### Required action
Give the records once more, exactly as they stand.

### Provided information
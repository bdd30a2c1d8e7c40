//! Ping payloads and round-trip-time correlation.
//!
//! A timed ping carries everything needed to compute the round trip, so no
//! pending-request table exists on either side:
//!
//! ```text
//! 0               8               16
//! +---------------+---------------+
//! |  ping id (BE) | sent ns (BE)  |
//! +---------------+---------------+
//! ```
//!
//! The timestamp is read from a process-local monotonic clock, so only the
//! session that sent the ping can interpret it. Replies are therefore safe
//! under reordering and duplication.

// ============================================================================
// Imports
// ============================================================================

use std::sync::OnceLock;
use std::time::{Duration, Instant};

use crate::error::{Error, Result};
use crate::identifiers::PingId;

// ============================================================================
// Constants
// ============================================================================

/// Maximum payload of a control frame.
pub const MAX_CONTROL_PAYLOAD: usize = 125;

/// Exact length of a timed ping payload.
pub const TIMED_PING_LEN: usize = 16;

/// Length of the payload generated by an argument-less ping.
pub const RANDOM_PING_LEN: usize = 4;

// ============================================================================
// Monotonic Clock
// ============================================================================

/// Origin of [`monotonic_nanos`].
static CLOCK_ORIGIN: OnceLock<Instant> = OnceLock::new();

/// Nanoseconds elapsed on the process monotonic clock.
#[must_use]
pub fn monotonic_nanos() -> u64 {
    let origin = CLOCK_ORIGIN.get_or_init(Instant::now);
    u64::try_from(origin.elapsed().as_nanos()).unwrap_or(u64::MAX)
}

// ============================================================================
// Payload Helpers
// ============================================================================

/// Generates a random payload for an untimed ping.
#[must_use]
pub fn random_payload() -> Vec<u8> {
    rand::random::<[u8; RANDOM_PING_LEN]>().to_vec()
}

/// Checks a user-supplied ping payload against the control-frame limit.
///
/// # Errors
///
/// Returns [`Error::InvalidArgument`] if the payload exceeds
/// [`MAX_CONTROL_PAYLOAD`] bytes.
pub fn validate_payload(payload: &[u8]) -> Result<()> {
    if payload.len() > MAX_CONTROL_PAYLOAD {
        return Err(Error::invalid_argument(format!(
            "ping payload is {} bytes, limit is {MAX_CONTROL_PAYLOAD}",
            payload.len()
        )));
    }
    Ok(())
}

// ============================================================================
// TimedPing
// ============================================================================

/// Decoded timed ping payload.
#[derive(Debug, Clone, Copy, PartialEq, Eq)]
pub struct TimedPing {
    /// Session ping ID.
    pub ping_id: PingId,
    /// Monotonic send time in nanoseconds.
    pub sent_nanos: u64,
}

impl TimedPing {
    /// Stamps a timed ping with the current monotonic time.
    #[must_use]
    pub fn now(ping_id: PingId) -> Self {
        Self {
            ping_id,
            sent_nanos: monotonic_nanos(),
        }
    }

    /// Encodes the 16-byte big-endian payload.
    #[must_use]
    pub fn encode(&self) -> [u8; TIMED_PING_LEN] {
        let mut payload = [0u8; TIMED_PING_LEN];
        payload[..8].copy_from_slice(&self.ping_id.as_u64().to_be_bytes());
        payload[8..].copy_from_slice(&self.sent_nanos.to_be_bytes());
        payload
    }

    /// Correlates a pong payload with this session's ping ID.
    ///
    /// Returns `None` unless the payload is exactly 16 bytes and starts
    /// with `expected`.
    #[must_use]
    pub fn correlate(payload: &[u8], expected: PingId) -> Option<Self> {
        let payload: &[u8; TIMED_PING_LEN] = payload.try_into().ok()?;
        let (id, sent) = payload.split_at(8);

        let ping_id = u64::from_be_bytes(id.try_into().ok()?);
        if ping_id != expected.as_u64() {
            return None;
        }

        Some(Self {
            ping_id: expected,
            sent_nanos: u64::from_be_bytes(sent.try_into().ok()?),
        })
    }

    /// Round-trip time measured against `now_nanos`.
    ///
    /// Saturates at zero for timestamps from the future.
    #[inline]
    #[must_use]
    pub fn rtt(&self, now_nanos: u64) -> Duration {
        Duration::from_nanos(now_nanos.saturating_sub(self.sent_nanos))
    }
}

// ============================================================================
// Tests
// ============================================================================

#[cfg(test)]
mod tests {
    use super::*;

    use proptest::prelude::*;

    #[test]
    fn test_random_payload_length() {
        assert_eq!(random_payload().len(), RANDOM_PING_LEN);
    }

    #[test]
    fn test_validate_payload_limit() {
        assert!(validate_payload(&[0u8; MAX_CONTROL_PAYLOAD]).is_ok());
        assert!(validate_payload(&[0u8; MAX_CONTROL_PAYLOAD + 1]).is_err());
    }

    #[test]
    fn test_encode_layout_is_big_endian() {
        let ping = TimedPing {
            ping_id: PingId::from_u64(0x0102_0304_0506_0708),
            sent_nanos: 0x1112_1314_1516_1718,
        };
        assert_eq!(
            ping.encode(),
            [
                0x01, 0x02, 0x03, 0x04, 0x05, 0x06, 0x07, 0x08, 0x11, 0x12, 0x13, 0x14, 0x15,
                0x16, 0x17, 0x18
            ]
        );
    }

    #[test]
    fn test_correlate_own_ping() {
        let id = PingId::random();
        let ping = TimedPing::now(id);
        assert_eq!(TimedPing::correlate(&ping.encode(), id), Some(ping));
    }

    #[test]
    fn test_rtt_tracks_elapsed_time() {
        let ping = TimedPing::now(PingId::random());
        let started = Instant::now();
        std::thread::sleep(Duration::from_millis(20));
        let rtt = ping.rtt(monotonic_nanos());
        let elapsed = started.elapsed();

        assert!(rtt >= Duration::from_millis(20));
        assert!(rtt.abs_diff(elapsed) <= Duration::from_millis(1));
    }

    #[test]
    fn test_rtt_saturates() {
        let ping = TimedPing {
            ping_id: PingId::from_u64(1),
            sent_nanos: 500,
        };
        assert_eq!(ping.rtt(100), Duration::ZERO);
    }

    proptest! {
        #[test]
        fn prop_wrong_length_never_correlates(
            payload in prop::collection::vec(any::<u8>(), 0..=MAX_CONTROL_PAYLOAD)
                .prop_filter("not 16 bytes", |p| p.len() != TIMED_PING_LEN),
            id in any::<u64>(),
        ) {
            prop_assert!(TimedPing::correlate(&payload, PingId::from_u64(id)).is_none());
        }

        #[test]
        fn prop_foreign_id_never_correlates(
            ours in any::<u64>(),
            theirs in any::<u64>(),
            sent in any::<u64>(),
        ) {
            prop_assume!(ours != theirs);
            let ping = TimedPing { ping_id: PingId::from_u64(theirs), sent_nanos: sent };
            let payload = ping.encode();
            prop_assert!(TimedPing::correlate(&payload, PingId::from_u64(ours)).is_none());
        }
    }
}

### Answer to this task
repository bdd30a2c1d8e7c40
//! Ping payloads and round-trip-time correlation.
//!
//! A timed ping carries everything needed to compute the round trip, so no
//! pending-request table exists on either side:
//!
//! ```text
//! 0               8               16
//! +---------------+---------------+
//! |  ping id (BE) | sent ns (BE)  |
//! +---------------+---------------+
//! ```
//!
//! The timestamp is read from a process-local monotonic clock, so only the
//! session that sent the ping can interpret it. Replies are therefore safe
//! under reordering and duplication.

// ============================================================================
// Imports
// ============================================================================

use std::sync::OnceLock;
use std::time::{Duration, Instant};

use crate::error::{Error, Result};
use crate::identifiers::PingId;

// ============================================================================
// Constants
// ============================================================================

/// Maximum payload of a control frame.
pub const MAX_CONTROL_PAYLOAD: usize = 125;

/// Exact length of a timed ping payload.
pub const TIMED_PING_LEN: usize = 16;

/// Length of the payload generated by an argument-less ping.
pub const RANDOM_PING_LEN: usize = 4;

// ============================================================================
// Monotonic Clock
// ============================================================================

/// Origin of [`monotonic_nanos`].
static CLOCK_ORIGIN: OnceLock<Instant> = OnceLock::new();

/// Nanoseconds elapsed on the process monotonic clock.
#[must_use]
pub fn monotonic_nanos() -> u64 {
    let origin = CLOCK_ORIGIN.get_or_init(Instant::now);
    u64::try_from(origin.elapsed().as_nanos()).unwrap_or(u64::MAX)
}

// ============================================================================
// Payload Helpers
// ============================================================================

/// Generates a random payload for an untimed ping.
#[must_use]
pub fn random_payload() -> Vec<u8> {
    rand::random::<[u8; RANDOM_PING_LEN]>().to_vec()
}

/// Checks a user-supplied ping payload against the control-frame limit.
///
/// # Errors
///
/// Returns [`Error::InvalidArgument`] if the payload exceeds
/// [`MAX_CONTROL_PAYLOAD`] bytes.
pub fn validate_payload(payload: &[u8]) -> Result<()> {
    if payload.len() > MAX_CONTROL_PAYLOAD {
        return Err(Error::invalid_argument(format!(
            "ping payload is {} bytes, limit is {MAX_CONTROL_PAYLOAD}",
            payload.len()
        )));
    }
    Ok(())
}

// ============================================================================
// TimedPing
// ============================================================================

/// Decoded timed ping payload.
#[derive(Debug, Clone, Copy, PartialEq, Eq)]
pub struct TimedPing {
    /// Session ping ID.
    pub ping_id: PingId,
    /// Monotonic send time in nanoseconds.
    pub sent_nanos: u64,
}

impl TimedPing {
    /// Stamps a timed ping with the current monotonic time.
    #[must_use]
    pub fn now(ping_id: PingId) -> Self {
        Self {
            ping_id,
            sent_nanos: monotonic_nanos(),
        }
    }

    /// Encodes the 16-byte big-endian payload.
    #[must_use]
    pub fn encode(&self) -> [u8; TIMED_PING_LEN] {
        let mut payload = [0u8; TIMED_PING_LEN];
        payload[..8].copy_from_slice(&self.ping_id.as_u64().to_be_bytes());
        payload[8..].copy_from_slice(&self.sent_nanos.to_be_bytes());
        payload
    }

    /// Correlates a pong payload with this session's ping ID.
    ///
    /// Returns `None` unless the payload is exactly 16 bytes and starts
    /// with `expected`.
    #[must_use]
    pub fn correlate(payload: &[u8], expected: PingId) -> Option<Self> {
        let payload: &[u8; TIMED_PING_LEN] = payload.try_into().ok()?;
        let (id, sent) = payload.split_at(8);

        let ping_id = u64::from_be_bytes(id.try_into().ok()?);
        if ping_id != expected.as_u64() {
            return None;
        }

        Some(Self {
            ping_id: expected,
            sent_nanos: u64::from_be_bytes(sent.try_into().ok()?),
        })
    }

    /// Round-trip time measured against `now_nanos`.
    ///
    /// Saturates at zero for timestamps from the future.
    #[inline]
    #[must_use]
    pub fn rtt(&self, now_nanos: u64) -> Duration {
        Duration::from_nanos(now_nanos.saturating_sub(self.sent_nanos))
    }
}

// ============================================================================
// Tests
// ============================================================================

#[cfg(test)]
mod tests {
    use super::*;

    use proptest::prelude::*;

    #[test]
    fn test_random_payload_length() {
        assert_eq!(random_payload().len(), RANDOM_PING_LEN);
    }

    #[test]
    fn test_validate_payload_limit() {
        assert!(validate_payload(&[0u8; MAX_CONTROL_PAYLOAD]).is_ok());
        assert!(validate_payload(&[0u8; MAX_CONTROL_PAYLOAD + 1]).is_err());
    }

    #[test]
    fn test_encode_layout_is_big_endian() {
        let ping = TimedPing {
            ping_id: PingId::from_u64(0x0102_0304_0506_0708),
            sent_nanos: 0x1112_1314_1516_1718,
        };
        assert_eq!(
            ping.encode(),
            [
                0x01, 0x02, 0x03, 0x04, 0x05, 0x06, 0x07, 0x08, 0x11, 0x12, 0x13, 0x14, 0x15,
                0x16, 0x17, 0x18
            ]
        );
    }

    #[test]
    fn test_correlate_own_ping() {
        let id = PingId::random();
        let ping = TimedPing::now(id);
        assert_eq!(TimedPing::correlate(&ping.encode(), id), Some(ping));
    }

    #[test]
    fn test_rtt_tracks_elapsed_time() {
        let ping = TimedPing::now(PingId::random());
        let started = Instant::now();
        std::thread::sleep(Duration::from_millis(20));
        let rtt = ping.rtt(monotonic_nanos());
        let elapsed = started.elapsed();

        assert!(rtt >= Duration::from_millis(20));
        assert!(rtt.abs_diff(elapsed) <= Duration::from_millis(1));
    }

    #[test]
    fn test_rtt_saturates() {
        let ping = TimedPing {
            ping_id: PingId::from_u64(1),
            sent_nanos: 500,
        };
        assert_eq!(ping.rtt(100), Duration::ZERO);
    }

    proptest! {
        #[test]
        fn prop_wrong_length_never_correlates(
            payload in prop::collection::vec(any::<u8>(), 0..=MAX_CONTROL_PAYLOAD)
                .prop_filter("not 16 bytes", |p| p.len() != TIMED_PING_LEN),
            id in any::<u64>(),
        ) {
            prop_assert!(TimedPing::correlate(&payload, PingId::from_u64(id)).is_none());
        }

        #[test]
        fn prop_foreign_id_never_correlates(
            ours in any::<u64>(),
            theirs in any::<u64>(),
            sent in any::<u64>(),
        ) {
            prop_assume!(ours != theirs);
            let ping = TimedPing { ping_id: PingId::from_u64(theirs), sent_nanos: sent };
            let payload = ping.encode();
            prop_assert!(TimedPing::correlate(&payload, PingId::from_u64(ours)).is_none());
        }
    }
}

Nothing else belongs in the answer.